**Work order**
Scan the entries and copy each line where the word "through" is present.

**Task input**
___
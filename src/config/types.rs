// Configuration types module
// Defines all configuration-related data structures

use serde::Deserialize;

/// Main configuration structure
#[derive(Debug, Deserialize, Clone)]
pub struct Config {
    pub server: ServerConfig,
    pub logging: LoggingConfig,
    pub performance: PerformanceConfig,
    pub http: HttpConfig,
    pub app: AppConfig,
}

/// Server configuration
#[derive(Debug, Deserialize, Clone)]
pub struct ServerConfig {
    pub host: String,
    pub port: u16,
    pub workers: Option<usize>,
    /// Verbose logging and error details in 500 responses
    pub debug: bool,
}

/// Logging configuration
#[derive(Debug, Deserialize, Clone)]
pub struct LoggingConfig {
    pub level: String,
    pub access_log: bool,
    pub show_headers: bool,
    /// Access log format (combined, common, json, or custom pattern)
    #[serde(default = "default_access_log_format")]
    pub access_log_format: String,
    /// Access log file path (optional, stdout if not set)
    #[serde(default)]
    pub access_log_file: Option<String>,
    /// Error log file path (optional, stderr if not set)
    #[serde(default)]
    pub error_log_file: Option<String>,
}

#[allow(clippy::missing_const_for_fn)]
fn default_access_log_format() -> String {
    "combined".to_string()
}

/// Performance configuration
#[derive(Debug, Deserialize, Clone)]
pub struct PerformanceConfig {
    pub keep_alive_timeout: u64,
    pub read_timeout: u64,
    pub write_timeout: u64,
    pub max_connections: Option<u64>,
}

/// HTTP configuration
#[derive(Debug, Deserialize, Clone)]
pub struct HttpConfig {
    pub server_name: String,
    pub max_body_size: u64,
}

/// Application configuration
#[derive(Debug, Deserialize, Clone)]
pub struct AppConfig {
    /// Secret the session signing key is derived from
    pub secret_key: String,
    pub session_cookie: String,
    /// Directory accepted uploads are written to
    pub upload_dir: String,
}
___
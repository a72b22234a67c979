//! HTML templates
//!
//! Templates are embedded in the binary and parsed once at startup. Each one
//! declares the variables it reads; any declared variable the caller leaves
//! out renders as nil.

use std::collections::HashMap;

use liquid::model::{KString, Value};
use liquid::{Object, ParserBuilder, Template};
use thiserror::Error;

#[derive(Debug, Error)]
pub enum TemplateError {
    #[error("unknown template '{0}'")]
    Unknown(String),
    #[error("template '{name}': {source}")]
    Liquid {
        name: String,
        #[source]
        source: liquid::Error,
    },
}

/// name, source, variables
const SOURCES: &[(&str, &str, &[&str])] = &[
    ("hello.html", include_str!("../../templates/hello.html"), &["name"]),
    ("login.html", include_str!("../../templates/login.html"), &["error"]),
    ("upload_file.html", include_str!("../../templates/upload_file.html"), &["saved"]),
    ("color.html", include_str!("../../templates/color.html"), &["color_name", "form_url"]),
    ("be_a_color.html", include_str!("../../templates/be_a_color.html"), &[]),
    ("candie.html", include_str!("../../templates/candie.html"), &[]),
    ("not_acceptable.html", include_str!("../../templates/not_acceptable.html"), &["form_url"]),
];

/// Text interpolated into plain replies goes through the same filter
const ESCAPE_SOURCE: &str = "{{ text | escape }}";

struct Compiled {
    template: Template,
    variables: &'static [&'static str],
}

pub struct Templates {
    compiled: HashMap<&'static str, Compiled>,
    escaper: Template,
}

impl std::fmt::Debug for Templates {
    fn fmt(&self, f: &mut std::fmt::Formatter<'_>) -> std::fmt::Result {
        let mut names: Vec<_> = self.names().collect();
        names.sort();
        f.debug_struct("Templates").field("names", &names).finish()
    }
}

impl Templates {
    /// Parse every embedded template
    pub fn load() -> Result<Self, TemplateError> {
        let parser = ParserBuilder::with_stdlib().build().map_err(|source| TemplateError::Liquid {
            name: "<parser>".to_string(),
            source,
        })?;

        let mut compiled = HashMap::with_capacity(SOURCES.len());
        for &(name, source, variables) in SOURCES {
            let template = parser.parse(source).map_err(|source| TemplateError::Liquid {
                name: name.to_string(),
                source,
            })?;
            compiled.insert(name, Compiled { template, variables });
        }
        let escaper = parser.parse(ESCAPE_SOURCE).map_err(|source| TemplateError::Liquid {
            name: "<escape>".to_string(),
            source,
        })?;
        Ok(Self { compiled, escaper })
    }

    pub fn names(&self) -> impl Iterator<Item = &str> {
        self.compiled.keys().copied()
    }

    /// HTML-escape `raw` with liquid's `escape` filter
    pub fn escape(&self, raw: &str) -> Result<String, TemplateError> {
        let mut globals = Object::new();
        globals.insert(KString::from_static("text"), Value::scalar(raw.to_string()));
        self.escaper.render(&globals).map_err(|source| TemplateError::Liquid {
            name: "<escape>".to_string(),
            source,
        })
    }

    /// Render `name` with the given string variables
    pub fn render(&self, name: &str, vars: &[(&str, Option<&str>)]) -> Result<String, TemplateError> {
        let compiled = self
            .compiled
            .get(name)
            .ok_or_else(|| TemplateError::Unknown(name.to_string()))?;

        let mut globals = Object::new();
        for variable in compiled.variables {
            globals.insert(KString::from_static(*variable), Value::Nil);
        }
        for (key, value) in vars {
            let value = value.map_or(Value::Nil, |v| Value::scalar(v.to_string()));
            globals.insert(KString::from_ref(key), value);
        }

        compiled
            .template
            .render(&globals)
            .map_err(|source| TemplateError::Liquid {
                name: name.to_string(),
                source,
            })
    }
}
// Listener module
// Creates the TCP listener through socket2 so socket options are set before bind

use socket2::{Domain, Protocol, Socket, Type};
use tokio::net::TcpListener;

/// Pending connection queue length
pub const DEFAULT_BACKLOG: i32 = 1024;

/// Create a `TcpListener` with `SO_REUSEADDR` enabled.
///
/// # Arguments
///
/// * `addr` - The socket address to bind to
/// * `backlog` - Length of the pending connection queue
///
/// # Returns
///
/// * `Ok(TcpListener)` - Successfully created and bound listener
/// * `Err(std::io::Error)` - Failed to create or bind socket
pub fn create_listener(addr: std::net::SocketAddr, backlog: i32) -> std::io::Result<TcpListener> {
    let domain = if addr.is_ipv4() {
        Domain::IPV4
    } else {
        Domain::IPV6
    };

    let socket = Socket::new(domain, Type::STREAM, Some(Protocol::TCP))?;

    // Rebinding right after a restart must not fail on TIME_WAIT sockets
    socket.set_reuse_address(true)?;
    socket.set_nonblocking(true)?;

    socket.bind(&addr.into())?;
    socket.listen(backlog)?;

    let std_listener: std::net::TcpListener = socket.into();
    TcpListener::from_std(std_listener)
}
___
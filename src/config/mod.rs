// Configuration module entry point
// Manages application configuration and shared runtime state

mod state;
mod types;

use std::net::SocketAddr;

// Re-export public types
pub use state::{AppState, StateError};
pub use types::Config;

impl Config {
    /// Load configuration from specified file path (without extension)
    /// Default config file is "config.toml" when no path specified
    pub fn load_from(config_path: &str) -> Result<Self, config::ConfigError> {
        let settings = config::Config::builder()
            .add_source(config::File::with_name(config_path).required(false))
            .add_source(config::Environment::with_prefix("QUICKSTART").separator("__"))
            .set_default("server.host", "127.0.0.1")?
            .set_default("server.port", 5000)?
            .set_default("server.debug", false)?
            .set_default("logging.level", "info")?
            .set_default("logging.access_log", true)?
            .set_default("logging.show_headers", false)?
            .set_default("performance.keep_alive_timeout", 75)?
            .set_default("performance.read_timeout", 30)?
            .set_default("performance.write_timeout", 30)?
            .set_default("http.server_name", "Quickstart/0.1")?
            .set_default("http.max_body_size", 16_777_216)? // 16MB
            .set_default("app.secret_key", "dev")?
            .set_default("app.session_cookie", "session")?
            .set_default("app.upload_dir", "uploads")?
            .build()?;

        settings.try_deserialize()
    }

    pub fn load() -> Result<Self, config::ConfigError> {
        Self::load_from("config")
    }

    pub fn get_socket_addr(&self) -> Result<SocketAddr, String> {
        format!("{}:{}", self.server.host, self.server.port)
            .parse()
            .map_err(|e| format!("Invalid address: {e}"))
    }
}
___
**Output of the task**
/// Text interpolated into plain replies goes through the same filter
// Creates the TCP listener through socket2 so socket options are set before bind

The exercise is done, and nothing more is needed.